Il est devenu un lieu commun, en constatant même le talent de certains jeunes poètes, de déplorer leurs subtilités et les arcanes où ils se complaisent. Ce reproche est naturel et ne peut étonner. Il a été fait, à toutes les époques, à tous les artistes qui se sont efforcés, par des moyens nouveaux de recréer les formes de la beauté. On les blâme de perdre le sens simple et vrai des choses, de sacrifier l'émotion sincère à des hardiesses composites faites de plus d'artifices que d'art. Eux, sans rien accepter de la critique, répondent avec plus ou moins de sérénité que, s'ils étendent leur art, c'est pour approfondir, au contraire, cette nature qu'on leur oppose: et c'est ainsi que chaque siècle entend plusieurs fois le lied de Walter devant les Maîtres Chanteurs.

Jamais opposition entre novateurs et traditionnalistes ne fut plus marquée qu'aujourd'hui. Pour les poètes, elle semble même s'accuser d'une façon particulière par la faveur toujours plus vive dont jouit la poésie rustique, ses imaginations ingénues, fraîches et de prime-saut. Des chercheurs enthousiastes fouillent pour la quérir le coin des vieilles provinces. De gentils trouvères parisiennants, munis de leur plume, tels les sorciers de jadis de leur baguette de coudrier, marchent à la découverte de chansons populaires comme de sources pures qui doivent vivifier et rajeunir le lyrisme de France. Et l'on ne s'aperçoit point que les poètes dits symbolistes (d'un beau nom à multiple signification, mais suffisant à unir d'un lien libre et fort diverses noblesses d'esprit) sont ceux qui, précisément, ont su le mieux faire profiter l'art de l'enseignement populaire.

 

I

 

[293] Lorsque Gérard de Nerval signala avec un goût si charmant les ballades du Valois (1), on commençait à se douter alors en France de la poésie rustique, et nul poète n'avait usé de ses trésors. Aux temps romantiques, on produisit bien quelques pastiches de chants orientaux, Mérimée fit la Guzla et Hugo quelques "guitares"; mais c'était dans un but de couleur, de pittoresque, tout à fait étranger au sentiment intérieur de l'âme primitive. On sait, et il va sans dire, que la poésie rustique n'a rien de commun avec les chansons des Béranger et des Pierre Dupont. Les pastorales d'un Brizeux sont aussi autre chose: car on a tendance à confondre ce qui s'inspire des motifs champêtres avec l'accent même de la spontanéité populaire.

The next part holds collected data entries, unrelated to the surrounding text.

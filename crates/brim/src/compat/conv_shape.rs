//! # Convolution Shape Utilities
//!
//! Output-size arithmetic for square-kernel convolutions and for
//! ceiling-mode pooling.

/// Predict the output size of a 1D convolution operation.
///
/// ```text
/// out_size = floor( ((in_size + 2*padding - dilation*(kernel_size-1) - 1) / stride) + 1 )
/// ```
///
/// # Arguments
///
/// - `input_size`: The input dimension size.
/// - `kernel_size`: The kernel size, must be > 0.
/// - `stride`: The stride of the convolution, must be > 0.
/// - `padding`: The padding of the convolution, added evenly to both sides of the input.
/// - `dilation`: The dilation of the convolution, must be > 0.
///
/// # Returns
///
/// An `Option<usize>` representing the output size; or `None` for an empty
/// input or an output <= 0.
pub fn maybe_conv1d_output_size(
    input_size: usize,
    kernel_size: usize,
    stride: usize,
    padding: usize,
    dilation: usize,
) -> Option<usize> {
    assert!(kernel_size > 0);
    assert!(stride > 0);
    assert!(dilation > 0);

    if input_size == 0 {
        return None;
    }

    let effective_size = input_size + 2 * padding;
    let pos = effective_size + stride;
    let kernel_width = 1 + dilation * (kernel_size - 1);

    if pos < kernel_width {
        return None;
    }
    let x = (pos - kernel_width) / stride;
    if x < 1 { None } else { Some(x) }
}

/// Predict the output size of a 1D convolution operation.
///
/// This is the ``panic``-ing variant of [`maybe_conv1d_output_size`].
///
/// # Panics
///
/// If the output size would be <= 0.
pub fn expect_conv1d_output_size(
    input_size: usize,
    kernel_size: usize,
    stride: usize,
    padding: usize,
    dilation: usize,
) -> usize {
    match maybe_conv1d_output_size(input_size, kernel_size, stride, padding, dilation) {
        Some(x) => x,
        None => panic!(
            "No legal output size for conv1d with:\n input_size:{input_size}\n kernel_size:{kernel_size}\n stride:{stride}\n dilation:{dilation}\n padding:{padding}",
        ),
    }
}

/// The "same" padding for an odd square kernel: ``(kernel_size - 1) / 2``.
///
/// With stride 1 this preserves the spatial size.
#[inline(always)]
pub fn same_padding(kernel_size: usize) -> usize {
    (kernel_size - 1) / 2
}

/// Output size of an unpadded pooling window in ceiling mode.
///
/// ```text
/// out_size = ceil( (in_size - kernel_size) / stride ) + 1
/// ```
///
/// An input smaller than the kernel yields a single (partial) window.
pub fn ceil_pool1d_output_size(
    input_size: usize,
    kernel_size: usize,
    stride: usize,
) -> usize {
    assert!(input_size > 0);
    assert!(kernel_size > 0);
    assert!(stride > 0);

    if input_size <= kernel_size {
        1
    } else {
        (input_size - kernel_size).div_ceil(stride) + 1
    }
}

/// Trailing padding required to realize [`ceil_pool1d_output_size`] with a
/// floor-mode pooling layer.
pub fn ceil_pool1d_trailing_padding(
    input_size: usize,
    kernel_size: usize,
    stride: usize,
) -> usize {
    let out = ceil_pool1d_output_size(input_size, kernel_size, stride);
    (out - 1) * stride + kernel_size - input_size
}

#[cfg(test)]
mod tests {
    use super::*;

    #[test]
    fn test_conv1d_output_shape() {
        fn conv1d_output_size_reference(
            input_shape: usize,
            kernel_shape: usize,
            stride: usize,
            padding: usize,
            dilation: usize,
        ) -> Option<usize> {
            let input_shape = input_shape as f64;
            let kernel_shape = kernel_shape as f64;
            let stride = stride as f64;
            let dilation = dilation as f64;
            let padding = padding as f64;

            let effective_shape = input_shape + 2.0 * padding;
            let kernel_width = 1.0 + dilation * (kernel_shape - 1.0);

            let x = (((effective_shape - kernel_width) / stride) + 1.0).floor();
            if x < 1.0 { None } else { Some(x as usize) }
        }

        for input_shape in 1..10 {
            for stride in 1..3 {
                for kernel_shape in 1..4 {
                    for padding in 0..4 {
                        assert_eq!(
                            maybe_conv1d_output_size(input_shape, kernel_shape, stride, padding, 1),
                            conv1d_output_size_reference(input_shape, kernel_shape, stride, padding, 1)
                        );
                    }
                }
            }
        }
    }

    #[test]
    fn test_same_padding_preserves_size() {
        for kernel_size in [1, 3, 5, 7] {
            for input_size in [7, 8, 13, 56] {
                let padding = same_padding(kernel_size);
                assert_eq!(
                    expect_conv1d_output_size(input_size, kernel_size, 1, padding, 1),
                    input_size
                );
            }
        }
        assert_eq!(same_padding(7), 3);
        assert_eq!(same_padding(1), 0);
    }

    #[test]
    fn test_ceil_pool1d_output_size() {
        assert_eq!(ceil_pool1d_output_size(8, 2, 2), 4);
        assert_eq!(ceil_pool1d_output_size(7, 2, 2), 4);
        assert_eq!(ceil_pool1d_output_size(1, 2, 2), 1);
        assert_eq!(ceil_pool1d_output_size(2, 2, 2), 1);

        assert_eq!(ceil_pool1d_trailing_padding(8, 2, 2), 0);
        assert_eq!(ceil_pool1d_trailing_padding(7, 2, 2), 1);
        assert_eq!(ceil_pool1d_trailing_padding(1, 2, 2), 1);
    }

    #[test]
    fn test_maybe_conv1d_output_size_empty_input() {
        assert_eq!(maybe_conv1d_output_size(0, 7, 2, 3, 1), None);
        assert_eq!(maybe_conv1d_output_size(1, 7, 2, 3, 1), Some(1));
        assert_eq!(maybe_conv1d_output_size(2, 5, 1, 0, 1), None);
    }

    #[test]
    #[should_panic(expected = "No legal output size for conv1d")]
    fn test_expect_conv1d_output_size_panics() {
        expect_conv1d_output_size(2, 5, 1, 0, 1);
    }
}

Bien des années après, à la fin de son livre Sous bois, qui est presque un chef-d'œuvre, M. André Theuriet réveilla le regret resté enfermé entre les pages exquises de Gérard de Nerval. Le temps qui s'était écoulé avait vu se dessiner tout un mouvement en faveur des légendes, contes et poésies populaires, mais la science seule en avait profité. M. Theuriet signala de nouveau au grand art combien il avait à apprendre de l'instinct naturel que ne retenait aucun souci de rhétorique, aucune superstition de règles.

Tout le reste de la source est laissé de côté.